Count the lines in the material below that contain the word "ToolFeedback" and give the number alone.
Start of Block
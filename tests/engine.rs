use gridpaint::components::history::HistoryManager;
use gridpaint::ops::fill::flood_fill;
use gridpaint::ops::shapes::{GridPoint, ShapeFillMode, rasterize_line, rasterize_rectangle};
use gridpaint::ops::stamp::stamp_external_artwork;
use gridpaint::ops::transform::MoveEngine;
use gridpaint::ops::canvas_ops;
use gridpaint::{Color, Document, EditError, Project, Tool, ToolEvent, ToolFeedback};
use gridpaint::settings::EngineSettings;

const RED: Color = Color::rgb(255, 0, 0);
const BLUE: Color = Color::rgb(0, 0, 255);

#[test]
fn set_get_round_trip_and_out_of_bounds_is_ignored() {
    let mut doc = Document::new(16, Color::Transparent).unwrap();
    assert!(doc.set_pixel(0, 0, 15, 15, RED));
    assert_eq!(doc.get_pixel(0, 0, 15, 15), Some(RED));

    let before = doc.clone();
    assert!(!doc.set_pixel(0, 0, 16, 0, RED));
    assert!(!doc.set_pixel(0, 0, -1, 3, RED));
    assert!(!doc.set_pixel(4, 0, 0, 0, RED));
    assert_eq!(doc, before);
}

#[test]
fn grid_size_limits() {
    assert!(matches!(
        Document::new(0, Color::Transparent),
        Err(EditError::InvalidGridSize { .. })
    ));
    assert!(Document::new(513, Color::Transparent).is_err());
    assert!(Document::new(512, Color::Transparent).is_ok());
}

#[test]
fn checkpoint_undo_redo_restore_exact_documents() {
    let mut doc = Document::new(8, Color::Transparent).unwrap();
    let mut history = HistoryManager::default();
    let original = doc.clone();

    history.checkpoint(&doc, "Pencil");
    doc.set_pixel(0, 0, 3, 3, RED);
    let painted = doc.clone();

    history.undo(&mut doc).unwrap();
    assert_eq!(doc, original);
    history.redo(&mut doc).unwrap();
    assert_eq!(doc, painted);
    assert_eq!(history.redo(&mut doc), Err(EditError::NothingToRedo));
}

#[test]
fn history_cap_evicts_oldest() {
    let doc = Document::new(2, Color::Transparent).unwrap();
    let mut history = HistoryManager::new(50);
    for i in 0..51 {
        history.checkpoint(&doc, format!("edit {i}"));
    }
    assert_eq!(history.undo_count(), 50);
    assert!(!history.undo_history().contains(&"edit 0".to_string()));
}

#[test]
fn flood_fill_counts() {
    let mut doc = Document::new(8, Color::Transparent).unwrap();
    assert_eq!(flood_fill(doc.active_layer_mut(), 0, RED), 64);

    let mut doc = Document::new(8, Color::Transparent).unwrap();
    doc.set_pixel(0, 0, 0, 0, BLUE);
    assert_eq!(flood_fill(doc.active_layer_mut(), 1, RED), 63);
    assert_eq!(doc.get_pixel(0, 0, 0, 0), Some(BLUE));
}

#[test]
fn rasterizer_reference_shapes() {
    assert_eq!(
        rasterize_line(GridPoint::new(0, 0), GridPoint::new(3, 0), 4),
        vec![0, 1, 2, 3]
    );
    let mut rect = rasterize_rectangle(
        GridPoint::new(1, 1),
        GridPoint::new(3, 3),
        5,
        ShapeFillMode::Outline,
    );
    rect.sort_unstable();
    assert_eq!(rect, vec![6, 7, 8, 11, 13, 16, 17, 18]);
}

#[test]
fn move_engine_edge_cases() {
    let mut doc = Document::new(4, Color::Transparent).unwrap();
    let mut mover = MoveEngine::new();
    let before = doc.clone();
    assert_eq!(mover.start_move(doc.active_layer_mut()).unwrap(), 0);
    assert!(!mover.is_dragging());
    assert_eq!(doc, before);

    doc.set_pixel(0, 0, 1, 1, RED);
    mover.start_move(doc.active_layer_mut()).unwrap();
    let summary = mover.commit_move(doc.active_layer_mut(), 10, 10).unwrap();
    assert_eq!(summary.dropped, 1);
    assert!(doc.active_layer().pixels.is_blank());
}

#[test]
fn malformed_stamp_leaves_layer_unchanged() {
    let mut doc = Document::new(4, Color::Transparent).unwrap();
    doc.set_pixel(0, 0, 0, 0, RED);
    let before = doc.clone();
    assert_eq!(
        stamp_external_artwork(&mut doc, 0, 0, 1, 1, 2, 2, &[BLUE; 3]),
        Err(EditError::MalformedStamp { expected: 4, actual: 3 })
    );
    assert_eq!(doc, before);
}

#[test]
fn resize_keeps_overlap_on_every_layer_and_frame() {
    let mut doc = Document::new(8, Color::Transparent).unwrap();
    doc.set_pixel(0, 0, 2, 2, RED);
    doc.set_pixel(0, 0, 7, 7, RED);
    canvas_ops::add_layer(&mut doc);
    doc.set_pixel(0, 1, 3, 1, BLUE);
    canvas_ops::add_frame(&mut doc);
    doc.set_pixel(1, 0, 0, 3, BLUE);

    doc.resize(4).unwrap();
    assert_eq!(doc.grid_size(), 4);
    assert_eq!(doc.get_pixel(0, 0, 2, 2), Some(RED));
    assert_eq!(doc.get_pixel(0, 1, 3, 1), Some(BLUE));
    assert_eq!(doc.get_pixel(1, 0, 0, 3), Some(BLUE));
    assert_eq!(doc.get_pixel(0, 0, 7, 7), None);

    doc.resize(6).unwrap();
    assert_eq!(doc.get_pixel(0, 0, 2, 2), Some(RED));
    assert_eq!(doc.get_pixel(0, 0, 5, 5), Some(Color::Transparent));
}

#[test]
fn translucent_layers_do_not_cover_lower_ones() {
    let mut doc = Document::new(2, RED).unwrap();
    canvas_ops::add_layer(&mut doc);
    doc.set_pixel(0, 1, 0, 0, BLUE);

    canvas_ops::set_layer_opacity(&mut doc, 1, 40).unwrap();
    assert_eq!(doc.composite(0).unwrap()[0], RED);
    canvas_ops::set_layer_opacity(&mut doc, 1, 60).unwrap();
    assert_eq!(doc.composite(0).unwrap()[0], BLUE);
    canvas_ops::set_layer_visibility(&mut doc, 1, false).unwrap();
    assert_eq!(doc.composite(0).unwrap()[0], RED);
}

#[test]
fn one_pencil_gesture_is_one_undo_step() {
    let mut project = Project::new_untitled(1, 8, Color::Transparent, &EngineSettings::default()).unwrap();
    project.tools.color = RED;
    project.set_tool(Tool::Pencil);
    project.handle_tool_event(ToolEvent::Press(GridPoint::new(0, 0)));
    project.handle_tool_event(ToolEvent::Drag(GridPoint::new(3, 0)));
    let fb = project.handle_tool_event(ToolEvent::Release(GridPoint::new(3, 3)));
    assert!(matches!(fb, ToolFeedback::Painted(_)));
    assert_eq!(project.history.undo_count(), 1);
    assert_eq!(project.document.get_pixel(0, 0, 3, 3), Some(RED));

    project.undo().unwrap();
    assert!(project.document.active_layer().pixels.is_blank());
}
End of Block
Written response
2